London AM Session, Jan 18 2010For the first time since September last year EUR/GBP has broken below the 0.880 level.   The release of Rightmove's January house price index (+0.4% m/m) supported the view that the UK's important property market remains in recovery mode, but the move in EUR/GBP has more to do with the situation in Greece than it does UK fundamentals.  European Finance Minister will today meet to discuss Greece budget deficit.  Last week's criticism from the EU that Greece's accounting principles were flawed is likely to be restated and possibly changes to Greece's Stability Pact will be demanded.   Speculation that Greece may be forced to exit EMU appears to be demanded increasing attention largely because there is wide scale doubt on the ability of Greece to achieve the necessary austerity without triggering large scale social unrest.  For now, however, it seems unlikely that EMU officials would risk the credibility of the entire system by opting to force Greece out.  However, the patience of the lower budget deficit countries promises to be sorely tested and this is likely to create talk about if and how adjustments to the system could be maintained.   Although there is a risk that the release of the UK public sector deficit data later in the week will be a reminder of sterling's own poor fundamental backdrop, the ability of EUR/GBP to hold below the 200 day sma at 0.8840 suggests sterling is on course for a move towards 0.8700.  Cable has hit a one month high at 1.6376 this morning; a close above 1.6350 would strengthen the technical outlook.  A corrective bounce in EUR/USD at the 1.4330 level this morning ran out of steam ahead of 1.4400. 

The BBK's monthly report this morning highlighted that Germany's expansion significantly slowed in Q4.  This is in line with the implications from Germany's statistical agency last week and will not help the outlook for the EUR.   Q4 data will officially be released on Feb 12. 

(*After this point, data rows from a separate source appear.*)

//! Adapter implementations for worklog ports.

pub mod mail;
pub mod memory;
pub mod postgres;
//! Error responses of the webhook endpoint.

use crate::worklog::{
    ports::{RegistryError, RowStoreError},
    services::{AggregatorError, RegistryServiceError},
};
use axum::{
    Json,
    http::StatusCode,
    response::{IntoResponse, Response},
};
use serde::Serialize;
use thiserror::Error;

/// Failures reported to webhook callers as `{ success: false, error }`.
#[derive(Debug, Error)]
pub enum ApiError {
    /// The body is not a JSON event.
    #[error("invalid JSON payload: {0}")]
    InvalidPayload(String),
    /// `time` is neither a number nor a numeric string.
    #[error("time must be a number of hours, got '{0}'")]
    InvalidTime(String),
    /// The action is not recognised.
    #[error("unknown action: {0}")]
    UnknownAction(String),
    /// Commit aggregation failed.
    #[error(transparent)]
    Aggregator(#[from] AggregatorError),
    /// Registry management failed.
    #[error(transparent)]
    Registry(#[from] RegistryServiceError),
}

const fn store_status(err: &RowStoreError) -> StatusCode {
    match err {
        RowStoreError::TableMissing(_)
        | RowStoreError::Timeout { .. }
        | RowStoreError::Unavailable(_) => StatusCode::SERVICE_UNAVAILABLE,
        RowStoreError::RowNotFound { .. } => StatusCode::INTERNAL_SERVER_ERROR,
    }
}

impl ApiError {
    /// HTTP status reported for this failure.
    #[must_use]
    pub const fn status(&self) -> StatusCode {
        match self {
            Self::InvalidPayload(_)
            | Self::InvalidTime(_)
            | Self::UnknownAction(_)
            | Self::Aggregator(AggregatorError::Domain(_))
            | Self::Registry(RegistryServiceError::Domain(_)) => StatusCode::BAD_REQUEST,
            Self::Aggregator(AggregatorError::Store(err)) => store_status(err),
            Self::Aggregator(AggregatorError::Lock(_))
            | Self::Registry(RegistryServiceError::Registry(RegistryError::Unavailable(_))) => {
                StatusCode::SERVICE_UNAVAILABLE
            }
            Self::Registry(RegistryServiceError::Registry(RegistryError::NotFound(_))) => {
                StatusCode::NOT_FOUND
            }
            Self::Registry(RegistryServiceError::Registry(RegistryError::DuplicateTask(_))) => {
                StatusCode::CONFLICT
            }
        }
    }
}

#[derive(Serialize)]
struct ErrorBody {
    success: bool,
    error: String,
}

impl IntoResponse for ApiError {
    fn into_response(self) -> Response {
        let status = self.status();
        if status.is_server_error() {
            tracing::warn!(status = %status, error = %self, "request failed");
        } else {
            tracing::debug!(status = %status, error = %self, "request rejected");
        }
        let body = ErrorBody {
            success: false,
            error: self.to_string(),
        };
        (status, Json(body)).into_response()
    }
}
//! Task registry port: recency index of known task names.

use crate::worklog::domain::{RegistryEntry, TaskName};
use async_trait::async_trait;
use chrono::{DateTime, Utc};
use std::sync::Arc;
use thiserror::Error;

/// Result type for registry operations.
pub type RegistryResult<T> = Result<T, RegistryError>;

/// Task registry contract.
///
/// Implementations create their backing table on first use. Names are
/// compared exactly.
#[async_trait]
pub trait TaskRegistry: Send + Sync {
    /// Sets the last-used timestamp, inserting the task when unknown.
    async fn touch(&self, task_name: &TaskName, at: DateTime<Utc>) -> RegistryResult<()>;

    /// Registers a new task.
    ///
    /// # Errors
    ///
    /// Returns [`RegistryError::DuplicateTask`] when the name is taken.
    async fn create(&self, entry: &RegistryEntry) -> RegistryResult<()>;

    /// Renames a task, keeping its timestamp.
    ///
    /// # Errors
    ///
    /// Returns [`RegistryError::NotFound`] when `from` is unknown or
    /// [`RegistryError::DuplicateTask`] when `to` is already taken.
    async fn rename(&self, from: &TaskName, to: &TaskName) -> RegistryResult<()>;

    /// Removes a task.
    ///
    /// # Errors
    ///
    /// Returns [`RegistryError::NotFound`] when the task is unknown.
    async fn remove(&self, task_name: &TaskName) -> RegistryResult<()>;

    /// Returns every entry in unspecified order.
    async fn list(&self) -> RegistryResult<Vec<RegistryEntry>>;
}

/// Errors returned by registry implementations.
#[derive(Debug, Clone, Error)]
pub enum RegistryError {
    /// A task with the same name already exists.
    #[error("task already exists: {0}")]
    DuplicateTask(TaskName),

    /// The task was not found.
    #[error("task not found: {0}")]
    NotFound(TaskName),

    /// The backing store could not be reached or failed.
    #[error("task registry unavailable: {0}")]
    Unavailable(Arc<dyn std::error::Error + Send + Sync>),
}

impl RegistryError {
    /// Wraps a backend failure.
    pub fn unavailable(err: impl std::error::Error + Send + Sync + 'static) -> Self {
        Self::Unavailable(Arc::new(err))
    }
}
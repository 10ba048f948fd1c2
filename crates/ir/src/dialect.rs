// Copyright (c) 2025 woxQAQ
//
// Licensed under the MIT License or Apache License 2.0
// See LICENSE files for details

//! # Dialect Support
//!
//! This module defines the SQL dialects the IR can be built for.
//!
//! ## Design
//!
//! Rendering always produces the default (MySQL-flavoured) SQL text. What a
//! dialect changes is the set of operators builders and revival accept: each
//! dialect owns an operator table that overrides the default one.
//!
//! | Operator | MySQL | PostgreSQL |
//! |----------|-------|------------|
//! | `= <> < <= > >=` | yes | yes |
//! | `IN IS LIKE` | yes | yes |
//! | `:=` | yes | no |
//! | `REGEXP` | yes | no |
//! | `ILIKE` | no | yes |

use serde::{Deserialize, Serialize};

/// Default set of binary operators, based on MySQL
pub const DEFAULT_BINARY_OPERATORS: &[&str] =
    &["=", "<>", "<", "<=", ">", ">=", ":=", "IN", "IS", "LIKE", "REGEXP"];

const POSTGRESQL_BINARY_OPERATORS: &[&str] =
    &["=", "<>", "<", "<=", ">", ">=", "IN", "IS", "LIKE", "ILIKE"];

/// Arithmetic operators accepted by math expressions
pub const MATH_OPERATORS: &[&str] = &["+", "-", "*", "/", "%", "DIV", "MOD"];

/// Supported SQL dialects
#[derive(Debug, Clone, Copy, PartialEq, Eq, Hash, Default, Serialize, Deserialize)]
#[non_exhaustive]
pub enum Dialect {
    /// MySQL (5.7, 8.0)
    #[default]
    MySQL,
    /// PostgreSQL (12, 14, 15+)
    PostgreSQL,
}

impl Dialect {
    /// Binary operators this dialect accepts
    pub fn binary_operators(&self) -> &'static [&'static str] {
        match self {
            Dialect::MySQL => DEFAULT_BINARY_OPERATORS,
            Dialect::PostgreSQL => POSTGRESQL_BINARY_OPERATORS,
        }
    }

    /// Check if this dialect supports a binary operator (case-insensitive)
    pub fn supports_operator(&self, operator: &str) -> bool {
        self.binary_operators()
            .iter()
            .any(|op| op.eq_ignore_ascii_case(operator))
    }
}

#[cfg(test)]
mod tests {
    use super::*;

    #[test]
    fn test_default_dialect_is_mysql() {
        assert_eq!(Dialect::default(), Dialect::MySQL);
        assert_eq!(Dialect::default().binary_operators(), DEFAULT_BINARY_OPERATORS);
    }

    #[test]
    fn test_postgresql_overrides_operator_table() {
        assert!(Dialect::PostgreSQL.supports_operator("ILIKE"));
        assert!(!Dialect::PostgreSQL.supports_operator(":="));
        assert!(!Dialect::PostgreSQL.supports_operator("REGEXP"));
        assert!(Dialect::MySQL.supports_operator("regexp"));
        assert!(!Dialect::MySQL.supports_operator("ILIKE"));
    }
}
// Copyright (c) 2025 woxQAQ
//
// Licensed under the MIT License or Apache License 2.0
// See LICENSE files for details

//! Shared pieces of the SQL text renderer.
//!
//! Identifiers are back-tick quoted (an embedded back-tick is doubled) and
//! literals are written in their JSON form, with arrays rendered as a
//! parenthesised list and `null` as `NULL`.

use std::fmt;

use serde_json::Value;

/// Placeholder written for slots that are not filled yet
pub const PLACEHOLDER: &str = "?";

/// Quoted identifier, e.g. `` `student` ``
pub struct Ident<'a>(pub &'a str);

impl fmt::Display for Ident<'_> {
    fn fmt(&self, f: &mut fmt::Formatter<'_>) -> fmt::Result {
        write!(f, "`{}`", self.0.replace('`', "``"))
    }
}

/// Optionally qualified identifier, e.g. `` `school`.`student` ``
pub struct Qualified<'a>(pub Option<&'a str>, pub &'a str);

impl fmt::Display for Qualified<'_> {
    fn fmt(&self, f: &mut fmt::Formatter<'_>) -> fmt::Result {
        if let Some(prefix) = self.0 {
            write!(f, "{}.", Ident(prefix))?;
        }
        write!(f, "{}", Ident(self.1))
    }
}

/// Literal value in SQL text
pub struct Literal<'a>(pub &'a Value);

impl fmt::Display for Literal<'_> {
    fn fmt(&self, f: &mut fmt::Formatter<'_>) -> fmt::Result {
        match self.0 {
            Value::Array(items) => {
                write!(f, "(")?;
                for (i, item) in items.iter().enumerate() {
                    if i > 0 {
                        write!(f, ", ")?;
                    }
                    write!(f, "{}", Literal(item))?;
                }
                write!(f, ")")
            }
            Value::Null => write!(f, "NULL"),
            other => write!(f, "{}", other),
        }
    }
}

/// Comma separated list of displayable items
pub struct List<'a, T>(pub &'a [T], pub &'a str);

impl<T: fmt::Display> fmt::Display for List<'_, T> {
    fn fmt(&self, f: &mut fmt::Formatter<'_>) -> fmt::Result {
        for (i, item) in self.0.iter().enumerate() {
            if i > 0 {
                write!(f, "{}", self.1)?;
            }
            write!(f, "{}", item)?;
        }
        Ok(())
    }
}

#[cfg(test)]
mod tests {
    use super::*;
    use serde_json::json;

    #[test]
    fn test_ident_quoting() {
        assert_eq!(Ident("name").to_string(), "`name`");
        assert_eq!(Ident("we`ird").to_string(), "`we``ird`");
        assert_eq!(Qualified(Some("s"), "id").to_string(), "`s`.`id`");
        assert_eq!(Qualified(None, "id").to_string(), "`id`");
    }

    #[test]
    fn test_literal_rendering() {
        assert_eq!(Literal(&json!("F")).to_string(), "\"F\"");
        assert_eq!(Literal(&json!("say \"hi\"")).to_string(), "\"say \\\"hi\\\"\"");
        assert_eq!(Literal(&json!(1)).to_string(), "1");
        assert_eq!(Literal(&json!(null)).to_string(), "NULL");
        assert_eq!(Literal(&json!([1, "a"])).to_string(), "(1, \"a\")");
    }
}
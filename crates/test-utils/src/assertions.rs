// Copyright (c) 2025 woxQAQ
//
// Licensed under the MIT License or Apache License 2.0
// See LICENSE files for details

//! IR-specific test helpers and custom assertions

use typed_sql_ir::{IrError, IrResult, NodeRegistry, SqlNode};

use crate::test_case_parser::RenderCase;

/// Custom assertion helpers for IR testing
pub struct IrAssertions;

impl IrAssertions {
    /// Assert that `node` revives from its JSON into a node with identical JSON
    pub fn assert_round_trip<N: SqlNode>(node: &N) {
        Self::assert_round_trip_with(NodeRegistry::global(), node);
    }

    /// [`assert_round_trip`](Self::assert_round_trip) reviving through `registry`
    pub fn assert_round_trip_with<N: SqlNode>(registry: &NodeRegistry, node: &N) {
        let json = node
            .to_json()
            .unwrap_or_else(|e| panic!("{} does not serialize: {}", node.classname(), e));
        let revived = registry
            .revive(&json)
            .unwrap_or_else(|e| panic!("{} does not revive: {}", node.classname(), e));
        let revived_json = revived
            .to_json()
            .unwrap_or_else(|e| panic!("revived {} does not serialize: {}", node.classname(), e));
        assert_eq!(revived_json, json, "Round trip changed {}", node.classname());
        assert_eq!(
            revived.to_string(),
            node.to_string(),
            "Round trip changed the SQL of {}",
            node.classname()
        );
    }

    /// Assert that `node` renders exactly `sql`
    pub fn assert_renders<N: SqlNode>(node: &N, sql: &str) {
        match node.to_sql() {
            Ok(rendered) => assert_eq!(rendered, sql, "Unexpected SQL for {}", node.classname()),
            Err(e) => panic!("{} does not render: {}", node.classname(), e),
        }
    }

    /// Assert that a result failed with a malformed-construct error
    pub fn assert_malformed<T: std::fmt::Debug>(result: IrResult<T>) -> IrError {
        match result {
            Err(e) if e.is_malformed() => e,
            other => panic!("Expected a malformed-construct error, found {:?}", other),
        }
    }

    /// Revive the case's JSON and check it against the expected SQL or error
    pub fn assert_case(case: &RenderCase) {
        let registry = NodeRegistry::with_dialect(case.dialect);
        let result = registry
            .revive_str(&case.json)
            .and_then(|node| node.to_sql().map(|sql| (node, sql)));
        match (&case.error, result) {
            (Some(expected), Err(e)) => assert!(
                format!("{:?}", e).starts_with(expected.as_str()),
                "{}: expected {} error, found {:?}",
                case.description,
                expected,
                e
            ),
            (Some(expected), Ok((_, sql))) => panic!(
                "{}: expected {} error, rendered {}",
                case.description, expected, sql
            ),
            (None, Err(e)) => panic!("{}: unexpected error {}", case.description, e),
            (None, Ok((node, sql))) => {
                if let Some(expected) = &case.sql {
                    assert_eq!(&sql, expected, "{}", case.description);
                }
                Self::assert_round_trip_with(&registry, &node);
            }
        }
    }
}
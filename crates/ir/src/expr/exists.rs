// Copyright (c) 2025 woxQAQ
//
// Licensed under the MIT License or Apache License 2.0
// See LICENSE files for details

use std::fmt;

use serde_json::{Map, Value};

use crate::error::{IrError, IrResult};
use crate::json::{JsonReader, JsonWriter};
use crate::node::{Node, SqlNode};
use crate::query::Query;
use crate::registry::NodeRegistry;

/// `[NOT ]EXISTS (query)`
#[derive(Debug, Clone, PartialEq)]
pub struct ExistsExpr {
    pub query: Box<Query>,
    pub not: bool,
}

impl ExistsExpr {
    pub const CLASSNAME: &'static str = "ExistsExpression";

    pub fn new(query: Query) -> Self {
        Self {
            query: Box::new(query),
            not: false,
        }
    }

    pub fn negated(mut self) -> Self {
        self.not = !self.not;
        self
    }
}

impl SqlNode for ExistsExpr {
    fn classname(&self) -> &'static str {
        Self::CLASSNAME
    }

    fn check(&self) -> IrResult<()> {
        self.query.check()
    }

    fn json_value(&self) -> Value {
        JsonWriter::new(Self::CLASSNAME)
            .set("query", self.query.json_value())
            .flag("not", self.not)
            .finish()
    }
}

impl fmt::Display for ExistsExpr {
    fn fmt(&self, f: &mut fmt::Formatter<'_>) -> fmt::Result {
        let not = if self.not { "NOT " } else { "" };
        write!(f, "{}EXISTS ({})", not, self.query)
    }
}

pub(crate) fn revive(map: &Map<String, Value>, registry: &NodeRegistry) -> IrResult<Node> {
    let json = JsonReader::new(ExistsExpr::CLASSNAME, map, registry);
    let query = json.get("query").ok_or(IrError::MissingField {
        node: ExistsExpr::CLASSNAME,
        field: "query",
    })?;
    let mut expr = ExistsExpr::new(registry.revive_query(query)?);
    expr.not = json.flag("not")?;
    Ok(Node::Expr(expr.into()))
}
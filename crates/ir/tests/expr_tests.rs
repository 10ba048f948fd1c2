// Copyright (c) 2025 woxQAQ
//
// Licensed under the MIT License or Apache License 2.0
// See LICENSE files for details

//! Integration tests for expression construction, rendering and revival

use serde_json::json;
use typed_sql_ir::{
    BetweenExpr, BinaryExpr, CaseExpr, Dialect, ExistsExpr, Expr, FunctionExpr, GroupExpr,
    InExpr, IrError, IsNullExpr, MathExpr, NodeRegistry, Query, SqlNode, col, col_of, value, var,
};

fn revive(expr: &Expr) -> Expr {
    let json = expr.to_json().unwrap();
    NodeRegistry::global().revive_expr(&json).unwrap()
}

fn sample_expressions() -> Vec<Expr> {
    let sub_query = Query::builder()
        .select(col("studentId"))
        .from("ClubStudent")
        .build();
    vec![
        value("F"),
        value(json!([1, 2, 3])),
        col_of("s", "id"),
        var("total"),
        BinaryExpr::new(">=", col("age"), value(18)).unwrap().into(),
        BetweenExpr::new(col("age"), value(18), value(25)).negated().into(),
        InExpr::new(col("id"), sub_query.clone()).unwrap().into(),
        IsNullExpr::new(col("email")).negated().into(),
        ExistsExpr::new(sub_query).into(),
        CaseExpr::builder()
            .expression(col("gender"))
            .when(value("F"), value("female"))
            .otherwise(value("male"))
            .build()
            .into(),
        FunctionExpr::call("count", [col("id")]).unwrap().into(),
        MathExpr::new("*", [col("price"), value(2)]).unwrap().into(),
        GroupExpr::or([
            BinaryExpr::new("=", col("a"), value(1)).unwrap().into(),
            BinaryExpr::new("=", col("b"), value(2)).unwrap().into(),
        ])
        .into(),
    ]
}

#[test]
fn test_every_expression_kind_round_trips() {
    for expr in sample_expressions() {
        assert_eq!(revive(&expr), expr, "round trip of {}", expr);
    }
}

#[test]
fn test_serialization_is_deterministic() {
    for expr in sample_expressions() {
        let first = serde_json::to_string(&expr.to_json().unwrap()).unwrap();
        let second = serde_json::to_string(&revive(&expr).to_json().unwrap()).unwrap();
        assert_eq!(first, second);
    }
}

#[test]
fn test_rendering() {
    let expr: Expr = BinaryExpr::new("like", col("name"), value("K%"))
        .unwrap()
        .into();
    assert_eq!(expr.to_sql().unwrap(), "`name` LIKE \"K%\"");

    let expr: Expr = BetweenExpr::new(col("age"), value(18), value(25)).into();
    assert_eq!(expr.to_sql().unwrap(), "`age` BETWEEN 18 AND 25");

    let expr: Expr = MathExpr::new("+", [col("a"), col("b")]).unwrap().into();
    assert_eq!(expr.to_sql().unwrap(), "(`a` + `b`)");
}

#[test]
fn test_assignment_requires_variable() {
    assert!(BinaryExpr::new(":=", var("total"), value(1)).is_ok());
    for left in [col("total"), value(1)] {
        assert!(matches!(
            BinaryExpr::new(":=", left, value(1)),
            Err(IrError::InvalidOperand { .. })
        ));
    }
}

#[test]
fn test_negation_only_for_negatable_operators() {
    let mut builder = BinaryExpr::builder("LIKE").unwrap();
    assert!(builder.not(true).is_ok());

    let mut builder = BinaryExpr::builder("=").unwrap();
    assert!(matches!(
        builder.not(true),
        Err(IrError::InvalidNegation(_))
    ));
}

#[test]
fn test_is_operator_fixes_null_right_side() {
    let expr: Expr = BinaryExpr::new("IS", col("email"), value(1))
        .unwrap()
        .into();
    assert_eq!(expr.to_sql().unwrap(), "`email` IS NULL");
}

#[test]
fn test_in_requires_list_or_query() {
    assert!(InExpr::new(col("id"), value(json!([1, 2]))).is_ok());
    assert!(InExpr::new(col("id"), value(1)).is_err());
}

#[test]
fn test_unknown_slot_blocks_serialization() {
    let mut builder = BinaryExpr::builder("=").unwrap();
    builder.left(col("id")).unwrap();
    let expr: Expr = builder.build().into();
    assert!(matches!(expr.to_json(), Err(IrError::Incomplete { .. })));
    assert!(matches!(expr.to_sql(), Err(IrError::Incomplete { .. })));
    assert_eq!(expr.to_string(), "`id` = ?");
}

#[test]
fn test_dialect_operator_whitelist() {
    let json = json!({
        "classname": "BinaryExpression",
        "operator": "ILIKE",
        "left": { "classname": "ColumnExpression", "column": "name" },
        "right": { "classname": "Value", "value": "k%" },
    });
    let mysql = NodeRegistry::with_dialect(Dialect::MySQL);
    assert!(matches!(
        mysql.revive_expr(&json),
        Err(IrError::UnsupportedOperator { .. })
    ));
    let postgres = NodeRegistry::with_dialect(Dialect::PostgreSQL);
    assert!(postgres.revive_expr(&json).is_ok());
}

#[test]
fn test_unknown_tag_is_rejected() {
    let json = json!({ "classname": "Bogus" });
    assert_eq!(
        NodeRegistry::global().revive_expr(&json),
        Err(IrError::KindNotFound("Bogus".to_string()))
    );
}
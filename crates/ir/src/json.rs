// Copyright (c) 2025 woxQAQ
//
// Licensed under the MIT License or Apache License 2.0
// See LICENSE files for details

//! Helpers for reading and writing the tagged JSON form of nodes.
//!
//! Canonical form: every node object carries `classname`, absent optional
//! fields are omitted, `false` flags are omitted and empty lists are omitted.

use serde_json::{Map, Value};

use crate::error::{IrError, IrResult};
use crate::expr::Expr;
use crate::registry::NodeRegistry;

/// Key holding the type tag of every serialized node
pub const CLASSNAME: &str = "classname";

/// Read-only view over the JSON object of one node
pub(crate) struct JsonReader<'a> {
    node: &'static str,
    map: &'a Map<String, Value>,
    registry: &'a NodeRegistry,
}

impl<'a> JsonReader<'a> {
    pub(crate) fn new(
        node: &'static str,
        map: &'a Map<String, Value>,
        registry: &'a NodeRegistry,
    ) -> Self {
        Self {
            node,
            map,
            registry,
        }
    }

    pub(crate) fn registry(&self) -> &'a NodeRegistry {
        self.registry
    }

    pub(crate) fn get(&self, key: &str) -> Option<&'a Value> {
        self.map.get(key).filter(|v| !v.is_null())
    }

    /// Raw value including explicit `null`
    pub(crate) fn raw(&self, key: &str) -> Option<&'a Value> {
        self.map.get(key)
    }

    pub(crate) fn str(&self, key: &'static str) -> IrResult<&'a str> {
        self.opt_str(key)?.ok_or(IrError::MissingField {
            node: self.node,
            field: key,
        })
    }

    pub(crate) fn opt_str(&self, key: &str) -> IrResult<Option<&'a str>> {
        match self.get(key) {
            None => Ok(None),
            Some(Value::String(s)) => Ok(Some(s.as_str())),
            Some(other) => Err(self.type_error(key, "string", other)),
        }
    }

    pub(crate) fn flag(&self, key: &str) -> IrResult<bool> {
        match self.get(key) {
            None => Ok(false),
            Some(Value::Bool(b)) => Ok(*b),
            Some(other) => Err(self.type_error(key, "boolean", other)),
        }
    }

    pub(crate) fn opt_u64(&self, key: &str) -> IrResult<Option<u64>> {
        match self.get(key) {
            None => Ok(None),
            Some(v) => v
                .as_u64()
                .map(Some)
                .ok_or_else(|| self.type_error(key, "unsigned integer", v)),
        }
    }

    pub(crate) fn list(&self, key: &str) -> IrResult<&'a [Value]> {
        match self.get(key) {
            None => Ok(&[]),
            Some(Value::Array(items)) => Ok(items.as_slice()),
            Some(other) => Err(self.type_error(key, "array", other)),
        }
    }

    pub(crate) fn strings(&self, key: &str) -> IrResult<Vec<String>> {
        self.list(key)?
            .iter()
            .map(|v| {
                v.as_str()
                    .map(str::to_string)
                    .ok_or_else(|| self.type_error(key, "array of strings", v))
            })
            .collect()
    }

    pub(crate) fn opt_expr(&self, key: &str) -> IrResult<Option<Expr>> {
        self.get(key)
            .map(|v| self.registry.revive_expr(v))
            .transpose()
    }

    /// Missing expression slots revive as [`Expr::Unknown`]
    pub(crate) fn expr_or_unknown(&self, key: &str) -> IrResult<Expr> {
        Ok(self.opt_expr(key)?.unwrap_or(Expr::Unknown))
    }

    pub(crate) fn exprs(&self, key: &str) -> IrResult<Vec<Expr>> {
        self.list(key)?
            .iter()
            .map(|v| self.registry.revive_expr(v))
            .collect()
    }

    fn type_error(&self, key: &str, expected: &str, found: &Value) -> IrError {
        IrError::invalid_json(
            self.node,
            format!("field '{}' must be {}, found {}", key, expected, found),
        )
    }
}

/// Writer producing the canonical JSON object of one node
pub(crate) struct JsonWriter {
    map: Map<String, Value>,
}

impl JsonWriter {
    pub(crate) fn new(classname: &'static str) -> Self {
        let mut map = Map::new();
        map.insert(CLASSNAME.to_string(), Value::String(classname.to_string()));
        Self { map }
    }

    pub(crate) fn set(mut self, key: &str, value: impl Into<Value>) -> Self {
        self.map.insert(key.to_string(), value.into());
        self
    }

    pub(crate) fn opt<V: Into<Value>>(self, key: &str, value: Option<V>) -> Self {
        match value {
            Some(v) => self.set(key, v),
            None => self,
        }
    }

    pub(crate) fn flag(self, key: &str, value: bool) -> Self {
        if value { self.set(key, true) } else { self }
    }

    pub(crate) fn list(self, key: &str, values: Vec<Value>) -> Self {
        if values.is_empty() {
            self
        } else {
            self.set(key, Value::Array(values))
        }
    }

    pub(crate) fn finish(self) -> Value {
        Value::Object(self.map)
    }
}

/// Extract the object map and its tag from a node's JSON
pub(crate) fn tagged_object(json: &Value) -> IrResult<(&str, &Map<String, Value>)> {
    let map = json
        .as_object()
        .ok_or_else(|| IrError::invalid_json("node", format!("expected an object, found {}", json)))?;
    let tag = map
        .get(CLASSNAME)
        .and_then(Value::as_str)
        .ok_or_else(|| IrError::invalid_json("node", format!("missing '{}' tag", CLASSNAME)))?;
    Ok((tag, map))
}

This month's poor US retail sales and payrolls data in addition to the tightening in Chinese monetary policy has caused the market to re-evaluate its view on risk.  AUD/JPY has pulled back from the month's high in reflection of the more sombre mood, though the AUD is still supported by the perception that the RBA will hike rates again on Feb 2.  While Australian fundamentals remain relatively solid, the AUD may be susceptible about fears that expectations for Chinese growth may be reined in.  The outlook for the JPY continues to find support as risk is taken off the table.   USD/JPY remains confined to range trading below the 91.00 level. 

More evidence of normality in monetary policy operations came this morning with the announcement from the ECB that it would end one week CHF swaps after Jan 31.  The SNB will halt swaps with the Polish and Hungarian central banks by Jan 25.

US markets are closed for a holiday.